[Records for the task Boundary: Start]

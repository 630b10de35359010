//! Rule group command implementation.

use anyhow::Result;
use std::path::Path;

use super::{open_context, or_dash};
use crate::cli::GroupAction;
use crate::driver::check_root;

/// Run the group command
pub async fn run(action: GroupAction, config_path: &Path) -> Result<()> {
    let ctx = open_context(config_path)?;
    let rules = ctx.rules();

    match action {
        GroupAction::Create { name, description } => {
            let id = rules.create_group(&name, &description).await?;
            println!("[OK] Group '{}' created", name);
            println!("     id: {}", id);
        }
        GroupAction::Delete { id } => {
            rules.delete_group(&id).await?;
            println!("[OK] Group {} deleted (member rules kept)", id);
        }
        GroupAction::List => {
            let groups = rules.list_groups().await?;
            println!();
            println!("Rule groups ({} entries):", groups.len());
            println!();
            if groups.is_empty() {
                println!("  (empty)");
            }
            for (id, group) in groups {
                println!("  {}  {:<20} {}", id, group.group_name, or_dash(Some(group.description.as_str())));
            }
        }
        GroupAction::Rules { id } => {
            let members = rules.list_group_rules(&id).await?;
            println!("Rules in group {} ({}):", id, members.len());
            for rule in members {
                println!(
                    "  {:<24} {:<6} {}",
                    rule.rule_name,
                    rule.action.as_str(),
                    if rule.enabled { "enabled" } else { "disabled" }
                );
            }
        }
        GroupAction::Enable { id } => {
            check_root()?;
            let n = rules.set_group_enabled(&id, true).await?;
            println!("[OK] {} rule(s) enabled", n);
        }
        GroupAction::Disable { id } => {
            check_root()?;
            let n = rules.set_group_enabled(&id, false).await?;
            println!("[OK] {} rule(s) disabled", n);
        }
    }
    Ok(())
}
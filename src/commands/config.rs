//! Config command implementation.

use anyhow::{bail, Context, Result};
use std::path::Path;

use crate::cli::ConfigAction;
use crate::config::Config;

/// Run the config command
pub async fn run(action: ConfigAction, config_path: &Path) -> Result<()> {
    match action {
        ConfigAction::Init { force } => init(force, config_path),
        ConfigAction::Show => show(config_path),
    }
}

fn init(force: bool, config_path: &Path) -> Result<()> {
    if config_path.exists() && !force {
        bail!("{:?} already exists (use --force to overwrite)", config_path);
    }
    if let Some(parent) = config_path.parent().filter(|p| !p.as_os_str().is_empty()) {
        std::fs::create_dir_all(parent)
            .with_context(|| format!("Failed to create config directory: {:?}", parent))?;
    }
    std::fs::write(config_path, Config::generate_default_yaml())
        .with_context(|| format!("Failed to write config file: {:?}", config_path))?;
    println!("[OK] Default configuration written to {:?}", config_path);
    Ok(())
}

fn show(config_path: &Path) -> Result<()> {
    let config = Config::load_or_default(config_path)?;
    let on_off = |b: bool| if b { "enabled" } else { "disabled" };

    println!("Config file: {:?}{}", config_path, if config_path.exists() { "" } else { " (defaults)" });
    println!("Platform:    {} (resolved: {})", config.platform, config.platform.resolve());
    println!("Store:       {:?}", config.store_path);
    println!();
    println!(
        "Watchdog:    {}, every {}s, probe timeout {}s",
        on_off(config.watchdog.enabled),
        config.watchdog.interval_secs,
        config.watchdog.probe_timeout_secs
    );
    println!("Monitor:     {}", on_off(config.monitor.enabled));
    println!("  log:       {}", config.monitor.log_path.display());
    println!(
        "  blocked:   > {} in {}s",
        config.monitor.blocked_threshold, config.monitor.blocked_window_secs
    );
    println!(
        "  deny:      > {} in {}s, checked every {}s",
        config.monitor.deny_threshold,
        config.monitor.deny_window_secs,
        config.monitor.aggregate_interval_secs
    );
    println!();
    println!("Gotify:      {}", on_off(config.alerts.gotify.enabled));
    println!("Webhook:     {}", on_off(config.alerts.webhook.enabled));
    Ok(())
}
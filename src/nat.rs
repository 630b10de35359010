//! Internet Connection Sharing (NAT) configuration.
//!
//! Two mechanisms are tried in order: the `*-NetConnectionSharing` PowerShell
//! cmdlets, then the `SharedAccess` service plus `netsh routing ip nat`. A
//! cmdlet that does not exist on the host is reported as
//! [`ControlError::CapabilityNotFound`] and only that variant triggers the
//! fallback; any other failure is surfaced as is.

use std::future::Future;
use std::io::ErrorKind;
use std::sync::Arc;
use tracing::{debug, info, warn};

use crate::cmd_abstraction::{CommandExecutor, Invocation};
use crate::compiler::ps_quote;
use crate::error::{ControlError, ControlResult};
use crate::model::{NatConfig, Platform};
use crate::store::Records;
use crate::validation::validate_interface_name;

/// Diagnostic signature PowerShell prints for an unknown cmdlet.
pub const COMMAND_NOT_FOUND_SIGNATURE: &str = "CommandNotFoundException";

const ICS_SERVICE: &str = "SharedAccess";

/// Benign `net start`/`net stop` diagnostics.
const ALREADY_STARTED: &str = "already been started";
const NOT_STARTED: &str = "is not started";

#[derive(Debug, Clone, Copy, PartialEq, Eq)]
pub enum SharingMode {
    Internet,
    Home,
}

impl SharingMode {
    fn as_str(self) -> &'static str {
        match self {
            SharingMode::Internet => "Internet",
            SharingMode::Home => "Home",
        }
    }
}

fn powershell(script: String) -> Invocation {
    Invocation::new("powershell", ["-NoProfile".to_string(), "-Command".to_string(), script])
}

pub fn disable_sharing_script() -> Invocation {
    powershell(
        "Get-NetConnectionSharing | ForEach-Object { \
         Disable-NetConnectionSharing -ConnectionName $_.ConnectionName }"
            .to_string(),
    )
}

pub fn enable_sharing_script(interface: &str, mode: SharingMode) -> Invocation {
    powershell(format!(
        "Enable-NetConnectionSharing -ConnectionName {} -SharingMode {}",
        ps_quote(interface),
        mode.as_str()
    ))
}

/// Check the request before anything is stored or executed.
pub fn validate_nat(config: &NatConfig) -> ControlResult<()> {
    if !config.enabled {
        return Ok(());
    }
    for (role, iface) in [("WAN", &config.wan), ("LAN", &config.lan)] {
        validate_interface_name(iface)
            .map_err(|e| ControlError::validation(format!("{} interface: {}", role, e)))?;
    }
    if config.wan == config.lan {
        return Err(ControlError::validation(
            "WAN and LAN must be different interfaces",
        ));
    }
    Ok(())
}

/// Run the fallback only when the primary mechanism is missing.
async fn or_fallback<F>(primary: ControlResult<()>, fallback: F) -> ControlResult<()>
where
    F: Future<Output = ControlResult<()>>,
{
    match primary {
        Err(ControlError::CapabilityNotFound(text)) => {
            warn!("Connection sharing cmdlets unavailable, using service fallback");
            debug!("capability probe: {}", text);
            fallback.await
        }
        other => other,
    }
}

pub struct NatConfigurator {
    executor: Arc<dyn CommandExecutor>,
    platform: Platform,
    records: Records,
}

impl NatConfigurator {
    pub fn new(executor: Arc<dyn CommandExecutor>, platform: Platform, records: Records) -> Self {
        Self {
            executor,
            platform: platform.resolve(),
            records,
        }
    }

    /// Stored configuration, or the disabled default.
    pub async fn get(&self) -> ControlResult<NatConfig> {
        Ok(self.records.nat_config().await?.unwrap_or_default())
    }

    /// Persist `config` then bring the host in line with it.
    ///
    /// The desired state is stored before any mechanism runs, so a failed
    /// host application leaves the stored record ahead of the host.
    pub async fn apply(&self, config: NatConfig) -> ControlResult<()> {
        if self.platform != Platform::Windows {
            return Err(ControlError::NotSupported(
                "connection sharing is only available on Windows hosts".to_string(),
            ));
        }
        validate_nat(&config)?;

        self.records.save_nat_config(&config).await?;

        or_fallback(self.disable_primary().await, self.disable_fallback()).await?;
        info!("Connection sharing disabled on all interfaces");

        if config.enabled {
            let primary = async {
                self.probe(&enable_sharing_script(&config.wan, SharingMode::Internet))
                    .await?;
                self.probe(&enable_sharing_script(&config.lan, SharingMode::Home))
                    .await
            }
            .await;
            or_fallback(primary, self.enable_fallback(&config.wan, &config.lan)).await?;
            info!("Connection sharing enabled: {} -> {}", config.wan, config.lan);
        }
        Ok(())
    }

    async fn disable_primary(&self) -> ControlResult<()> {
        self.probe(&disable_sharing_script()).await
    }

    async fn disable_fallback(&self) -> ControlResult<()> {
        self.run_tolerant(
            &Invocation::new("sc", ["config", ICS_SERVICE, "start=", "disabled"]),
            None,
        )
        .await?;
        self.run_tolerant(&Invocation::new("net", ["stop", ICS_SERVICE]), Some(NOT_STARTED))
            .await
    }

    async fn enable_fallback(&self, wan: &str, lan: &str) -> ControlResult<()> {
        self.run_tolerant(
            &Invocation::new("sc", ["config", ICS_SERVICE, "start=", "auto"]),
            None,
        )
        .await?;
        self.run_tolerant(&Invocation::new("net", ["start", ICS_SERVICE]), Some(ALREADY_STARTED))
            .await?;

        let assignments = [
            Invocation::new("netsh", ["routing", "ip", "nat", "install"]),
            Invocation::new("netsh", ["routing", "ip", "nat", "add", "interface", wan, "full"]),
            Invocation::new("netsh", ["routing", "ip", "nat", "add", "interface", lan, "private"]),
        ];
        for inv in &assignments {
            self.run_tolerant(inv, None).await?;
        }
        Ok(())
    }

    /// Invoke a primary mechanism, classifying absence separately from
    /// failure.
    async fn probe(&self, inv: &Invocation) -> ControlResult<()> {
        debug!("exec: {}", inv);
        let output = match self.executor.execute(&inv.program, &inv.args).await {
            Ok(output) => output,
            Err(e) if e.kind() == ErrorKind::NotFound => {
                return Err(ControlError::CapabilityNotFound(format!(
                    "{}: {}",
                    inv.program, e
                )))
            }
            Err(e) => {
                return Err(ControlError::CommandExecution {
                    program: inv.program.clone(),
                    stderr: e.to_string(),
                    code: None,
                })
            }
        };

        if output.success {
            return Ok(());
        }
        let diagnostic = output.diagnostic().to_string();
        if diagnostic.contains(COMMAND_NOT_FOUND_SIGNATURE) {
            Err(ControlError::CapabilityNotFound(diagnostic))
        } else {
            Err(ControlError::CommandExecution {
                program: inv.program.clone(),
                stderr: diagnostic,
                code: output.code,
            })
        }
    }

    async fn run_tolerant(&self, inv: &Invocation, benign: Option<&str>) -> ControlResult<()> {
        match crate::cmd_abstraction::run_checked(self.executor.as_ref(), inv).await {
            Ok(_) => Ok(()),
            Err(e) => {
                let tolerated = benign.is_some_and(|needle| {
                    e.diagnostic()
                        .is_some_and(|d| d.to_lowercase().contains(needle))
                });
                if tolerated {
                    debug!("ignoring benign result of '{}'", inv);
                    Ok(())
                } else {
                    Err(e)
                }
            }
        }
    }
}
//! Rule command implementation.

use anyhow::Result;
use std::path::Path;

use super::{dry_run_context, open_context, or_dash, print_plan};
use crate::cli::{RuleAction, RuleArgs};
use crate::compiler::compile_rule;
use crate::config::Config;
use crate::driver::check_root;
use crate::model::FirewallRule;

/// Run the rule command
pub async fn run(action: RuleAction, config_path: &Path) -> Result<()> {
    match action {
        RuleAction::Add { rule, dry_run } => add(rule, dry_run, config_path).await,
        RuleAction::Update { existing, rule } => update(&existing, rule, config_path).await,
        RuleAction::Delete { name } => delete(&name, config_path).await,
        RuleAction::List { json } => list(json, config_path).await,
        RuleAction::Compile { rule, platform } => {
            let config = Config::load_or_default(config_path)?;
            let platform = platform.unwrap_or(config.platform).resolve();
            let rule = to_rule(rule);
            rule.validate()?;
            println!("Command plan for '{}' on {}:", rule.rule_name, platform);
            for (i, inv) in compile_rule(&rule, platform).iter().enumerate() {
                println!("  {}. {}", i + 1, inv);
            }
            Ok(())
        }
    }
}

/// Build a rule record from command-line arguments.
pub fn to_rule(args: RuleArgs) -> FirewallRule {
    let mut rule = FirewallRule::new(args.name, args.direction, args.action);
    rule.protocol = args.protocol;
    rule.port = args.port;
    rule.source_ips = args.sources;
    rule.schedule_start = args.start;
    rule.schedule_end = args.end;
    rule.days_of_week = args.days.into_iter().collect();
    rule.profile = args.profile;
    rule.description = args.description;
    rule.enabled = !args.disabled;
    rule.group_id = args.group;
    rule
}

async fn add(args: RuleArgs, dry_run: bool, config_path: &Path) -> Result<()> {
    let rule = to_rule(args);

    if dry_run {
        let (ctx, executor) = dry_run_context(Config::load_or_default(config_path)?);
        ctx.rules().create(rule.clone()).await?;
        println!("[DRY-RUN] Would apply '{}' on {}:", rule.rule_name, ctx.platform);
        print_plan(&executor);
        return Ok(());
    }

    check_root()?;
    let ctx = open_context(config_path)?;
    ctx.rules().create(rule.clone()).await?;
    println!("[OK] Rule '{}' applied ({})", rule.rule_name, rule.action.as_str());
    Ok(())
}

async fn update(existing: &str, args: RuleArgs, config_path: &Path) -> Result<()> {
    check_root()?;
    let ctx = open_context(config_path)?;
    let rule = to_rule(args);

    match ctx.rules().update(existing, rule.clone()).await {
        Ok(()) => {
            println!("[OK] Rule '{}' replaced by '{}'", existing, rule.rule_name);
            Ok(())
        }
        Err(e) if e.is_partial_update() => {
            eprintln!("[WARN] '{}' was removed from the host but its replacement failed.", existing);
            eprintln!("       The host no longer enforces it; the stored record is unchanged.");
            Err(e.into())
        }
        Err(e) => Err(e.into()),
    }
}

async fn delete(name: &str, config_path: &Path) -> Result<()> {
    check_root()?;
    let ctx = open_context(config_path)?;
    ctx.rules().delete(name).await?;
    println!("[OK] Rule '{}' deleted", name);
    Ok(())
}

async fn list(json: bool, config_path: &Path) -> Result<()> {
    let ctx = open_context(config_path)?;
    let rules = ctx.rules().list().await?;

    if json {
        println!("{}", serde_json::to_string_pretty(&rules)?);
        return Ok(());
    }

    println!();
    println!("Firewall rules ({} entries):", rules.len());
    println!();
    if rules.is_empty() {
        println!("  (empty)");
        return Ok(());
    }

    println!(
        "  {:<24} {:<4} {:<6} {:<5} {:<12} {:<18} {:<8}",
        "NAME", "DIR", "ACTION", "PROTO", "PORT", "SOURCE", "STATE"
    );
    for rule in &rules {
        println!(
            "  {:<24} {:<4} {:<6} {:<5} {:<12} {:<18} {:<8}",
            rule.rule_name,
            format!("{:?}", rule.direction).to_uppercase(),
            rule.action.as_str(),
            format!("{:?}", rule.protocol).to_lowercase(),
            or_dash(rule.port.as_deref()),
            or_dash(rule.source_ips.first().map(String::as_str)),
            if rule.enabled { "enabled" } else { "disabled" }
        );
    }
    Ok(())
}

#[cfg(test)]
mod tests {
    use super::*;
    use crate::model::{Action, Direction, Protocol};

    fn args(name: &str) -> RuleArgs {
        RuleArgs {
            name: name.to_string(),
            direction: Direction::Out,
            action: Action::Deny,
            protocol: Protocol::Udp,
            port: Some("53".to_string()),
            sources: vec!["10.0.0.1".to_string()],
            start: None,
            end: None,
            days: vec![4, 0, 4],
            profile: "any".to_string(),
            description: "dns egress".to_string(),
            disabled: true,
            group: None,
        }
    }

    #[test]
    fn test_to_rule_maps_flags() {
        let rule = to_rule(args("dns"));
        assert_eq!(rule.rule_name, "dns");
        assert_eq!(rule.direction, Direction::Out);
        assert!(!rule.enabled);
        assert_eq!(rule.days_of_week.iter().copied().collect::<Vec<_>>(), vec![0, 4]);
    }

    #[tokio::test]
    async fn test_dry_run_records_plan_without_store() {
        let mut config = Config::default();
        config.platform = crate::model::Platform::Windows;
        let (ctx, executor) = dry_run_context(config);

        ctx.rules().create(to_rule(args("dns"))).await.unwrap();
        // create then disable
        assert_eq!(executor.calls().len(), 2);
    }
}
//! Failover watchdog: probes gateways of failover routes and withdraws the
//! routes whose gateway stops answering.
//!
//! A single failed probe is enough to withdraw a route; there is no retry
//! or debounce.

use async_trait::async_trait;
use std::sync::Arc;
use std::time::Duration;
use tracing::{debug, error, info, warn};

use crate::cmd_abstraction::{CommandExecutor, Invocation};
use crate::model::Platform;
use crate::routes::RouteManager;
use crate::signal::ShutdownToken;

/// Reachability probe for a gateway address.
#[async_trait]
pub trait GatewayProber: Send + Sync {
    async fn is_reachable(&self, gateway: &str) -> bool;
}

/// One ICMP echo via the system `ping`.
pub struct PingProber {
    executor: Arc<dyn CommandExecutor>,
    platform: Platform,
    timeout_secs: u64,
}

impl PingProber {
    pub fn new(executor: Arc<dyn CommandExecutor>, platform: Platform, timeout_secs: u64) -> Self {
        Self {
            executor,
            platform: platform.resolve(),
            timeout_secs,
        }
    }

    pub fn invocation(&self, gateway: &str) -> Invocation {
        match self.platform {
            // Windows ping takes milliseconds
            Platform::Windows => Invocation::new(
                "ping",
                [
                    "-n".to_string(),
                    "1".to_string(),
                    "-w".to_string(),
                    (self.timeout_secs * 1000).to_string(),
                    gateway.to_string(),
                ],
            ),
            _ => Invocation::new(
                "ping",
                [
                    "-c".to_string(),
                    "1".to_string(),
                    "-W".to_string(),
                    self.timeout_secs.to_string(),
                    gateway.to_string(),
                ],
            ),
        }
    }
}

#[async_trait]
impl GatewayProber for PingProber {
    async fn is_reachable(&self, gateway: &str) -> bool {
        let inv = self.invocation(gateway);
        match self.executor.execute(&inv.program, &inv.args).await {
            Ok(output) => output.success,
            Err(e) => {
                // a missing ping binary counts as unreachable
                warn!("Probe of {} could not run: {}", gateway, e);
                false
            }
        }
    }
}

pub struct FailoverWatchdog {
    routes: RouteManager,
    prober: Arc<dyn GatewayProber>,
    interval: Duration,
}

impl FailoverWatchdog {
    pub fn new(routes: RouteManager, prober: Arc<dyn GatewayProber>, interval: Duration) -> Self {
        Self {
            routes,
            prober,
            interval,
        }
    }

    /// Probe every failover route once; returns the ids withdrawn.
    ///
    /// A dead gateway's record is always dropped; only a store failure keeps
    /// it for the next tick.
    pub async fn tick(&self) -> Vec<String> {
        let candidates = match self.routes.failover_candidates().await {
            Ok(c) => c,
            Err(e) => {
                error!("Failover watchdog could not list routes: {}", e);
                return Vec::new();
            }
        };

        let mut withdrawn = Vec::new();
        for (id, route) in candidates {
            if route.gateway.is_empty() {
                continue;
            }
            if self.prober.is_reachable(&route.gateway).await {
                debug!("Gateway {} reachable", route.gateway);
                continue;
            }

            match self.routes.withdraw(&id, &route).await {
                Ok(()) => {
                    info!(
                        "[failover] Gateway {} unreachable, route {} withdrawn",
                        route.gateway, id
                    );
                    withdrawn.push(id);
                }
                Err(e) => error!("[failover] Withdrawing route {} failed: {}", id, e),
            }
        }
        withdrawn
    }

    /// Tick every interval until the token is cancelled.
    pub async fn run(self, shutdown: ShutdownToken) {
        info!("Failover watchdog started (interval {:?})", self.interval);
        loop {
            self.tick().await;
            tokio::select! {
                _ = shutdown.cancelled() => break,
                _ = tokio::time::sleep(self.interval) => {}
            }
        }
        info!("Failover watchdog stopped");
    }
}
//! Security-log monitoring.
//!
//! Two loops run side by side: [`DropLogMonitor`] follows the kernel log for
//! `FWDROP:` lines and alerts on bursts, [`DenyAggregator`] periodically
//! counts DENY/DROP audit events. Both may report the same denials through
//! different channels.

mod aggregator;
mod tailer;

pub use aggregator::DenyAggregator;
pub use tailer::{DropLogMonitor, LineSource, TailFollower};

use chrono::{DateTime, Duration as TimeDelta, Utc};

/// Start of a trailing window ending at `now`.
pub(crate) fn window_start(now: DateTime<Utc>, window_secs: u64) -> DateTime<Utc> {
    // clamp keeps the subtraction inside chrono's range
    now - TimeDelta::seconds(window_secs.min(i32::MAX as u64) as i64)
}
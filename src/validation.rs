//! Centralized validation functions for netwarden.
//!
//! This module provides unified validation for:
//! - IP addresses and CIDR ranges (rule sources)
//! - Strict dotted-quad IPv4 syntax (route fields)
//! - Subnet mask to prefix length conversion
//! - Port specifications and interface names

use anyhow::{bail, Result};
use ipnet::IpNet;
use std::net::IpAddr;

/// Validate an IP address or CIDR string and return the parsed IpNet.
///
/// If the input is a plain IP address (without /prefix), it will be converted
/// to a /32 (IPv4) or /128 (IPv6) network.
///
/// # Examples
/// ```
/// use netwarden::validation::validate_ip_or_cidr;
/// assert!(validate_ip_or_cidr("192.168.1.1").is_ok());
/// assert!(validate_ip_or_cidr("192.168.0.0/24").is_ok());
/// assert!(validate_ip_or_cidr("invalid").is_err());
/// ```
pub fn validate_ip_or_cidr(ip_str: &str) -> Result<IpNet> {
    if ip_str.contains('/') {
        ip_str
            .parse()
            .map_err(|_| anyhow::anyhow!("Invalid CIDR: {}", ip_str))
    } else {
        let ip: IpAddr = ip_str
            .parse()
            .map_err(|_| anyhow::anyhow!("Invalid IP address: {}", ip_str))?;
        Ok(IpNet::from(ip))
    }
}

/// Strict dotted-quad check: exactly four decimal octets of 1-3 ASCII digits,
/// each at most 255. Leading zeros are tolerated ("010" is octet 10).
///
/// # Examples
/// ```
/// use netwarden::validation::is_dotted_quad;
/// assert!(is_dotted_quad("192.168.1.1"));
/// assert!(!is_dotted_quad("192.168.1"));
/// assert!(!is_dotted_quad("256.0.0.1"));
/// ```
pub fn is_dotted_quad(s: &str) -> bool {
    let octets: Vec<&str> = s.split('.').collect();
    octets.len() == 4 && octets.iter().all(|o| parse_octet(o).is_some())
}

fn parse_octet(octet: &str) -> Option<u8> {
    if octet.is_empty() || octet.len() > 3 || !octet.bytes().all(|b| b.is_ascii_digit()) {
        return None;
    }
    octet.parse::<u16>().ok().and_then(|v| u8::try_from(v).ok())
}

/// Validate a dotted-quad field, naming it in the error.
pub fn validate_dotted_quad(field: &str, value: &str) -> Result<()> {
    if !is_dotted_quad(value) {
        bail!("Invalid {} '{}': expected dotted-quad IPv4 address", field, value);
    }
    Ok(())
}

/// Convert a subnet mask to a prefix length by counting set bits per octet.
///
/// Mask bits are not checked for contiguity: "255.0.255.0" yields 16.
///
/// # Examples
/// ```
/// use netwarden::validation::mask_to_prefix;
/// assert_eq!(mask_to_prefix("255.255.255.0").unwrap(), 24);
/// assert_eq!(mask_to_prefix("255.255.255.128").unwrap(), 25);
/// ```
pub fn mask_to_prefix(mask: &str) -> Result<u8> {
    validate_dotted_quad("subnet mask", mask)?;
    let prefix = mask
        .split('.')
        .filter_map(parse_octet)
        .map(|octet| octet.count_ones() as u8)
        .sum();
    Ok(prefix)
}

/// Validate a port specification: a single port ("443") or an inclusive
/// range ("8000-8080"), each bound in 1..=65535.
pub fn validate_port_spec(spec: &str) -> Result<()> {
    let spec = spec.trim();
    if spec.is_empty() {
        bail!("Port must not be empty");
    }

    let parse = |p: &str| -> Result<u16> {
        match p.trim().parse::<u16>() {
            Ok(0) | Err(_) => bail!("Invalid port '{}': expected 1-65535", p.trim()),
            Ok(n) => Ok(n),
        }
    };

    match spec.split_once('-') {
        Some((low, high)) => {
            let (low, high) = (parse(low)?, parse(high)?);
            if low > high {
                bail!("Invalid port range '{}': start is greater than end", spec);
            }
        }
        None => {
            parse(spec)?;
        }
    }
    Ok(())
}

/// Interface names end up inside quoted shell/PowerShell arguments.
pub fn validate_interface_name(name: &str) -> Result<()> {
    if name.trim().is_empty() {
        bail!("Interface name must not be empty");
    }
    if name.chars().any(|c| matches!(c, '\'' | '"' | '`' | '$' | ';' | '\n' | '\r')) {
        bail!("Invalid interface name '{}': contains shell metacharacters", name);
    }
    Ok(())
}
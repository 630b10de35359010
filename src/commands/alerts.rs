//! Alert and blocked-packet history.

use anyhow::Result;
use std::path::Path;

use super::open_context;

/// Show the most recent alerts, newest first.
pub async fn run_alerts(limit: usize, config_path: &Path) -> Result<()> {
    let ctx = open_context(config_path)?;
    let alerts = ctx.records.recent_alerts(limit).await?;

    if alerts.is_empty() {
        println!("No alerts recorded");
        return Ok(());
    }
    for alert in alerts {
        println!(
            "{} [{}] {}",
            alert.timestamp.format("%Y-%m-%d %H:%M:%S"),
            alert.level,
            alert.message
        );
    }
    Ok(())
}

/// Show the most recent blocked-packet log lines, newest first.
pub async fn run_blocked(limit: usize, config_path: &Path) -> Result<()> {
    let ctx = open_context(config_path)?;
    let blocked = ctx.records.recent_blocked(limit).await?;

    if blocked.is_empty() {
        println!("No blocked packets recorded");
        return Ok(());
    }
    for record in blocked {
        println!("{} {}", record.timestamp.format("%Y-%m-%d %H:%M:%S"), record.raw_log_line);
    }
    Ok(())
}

[Records for the task Boundary: End]

• What to do:
Nothing but the lines from the top of the entries above through the line with "for (id, group)" should be set down, each exactly as written.

• Solution for this exercise:
repository 630b10de35359010
//! Rule group command implementation.

use anyhow::Result;
use std::path::Path;

use super::{open_context, or_dash};
use crate::cli::GroupAction;
use crate::driver::check_root;

/// Run the group command
pub async fn run(action: GroupAction, config_path: &Path) -> Result<()> {
    let ctx = open_context(config_path)?;
    let rules = ctx.rules();

    match action {
        GroupAction::Create { name, description } => {
            let id = rules.create_group(&name, &description).await?;
            println!("[OK] Group '{}' created", name);
            println!("     id: {}", id);
        }
        GroupAction::Delete { id } => {
            rules.delete_group(&id).await?;
            println!("[OK] Group {} deleted (member rules kept)", id);
        }
        GroupAction::List => {
            let groups = rules.list_groups().await?;
            println!();
            println!("Rule groups ({} entries):", groups.len());
            println!();
            if groups.is_empty() {
                println!("  (empty)");
            }
            for (id, group) in groups {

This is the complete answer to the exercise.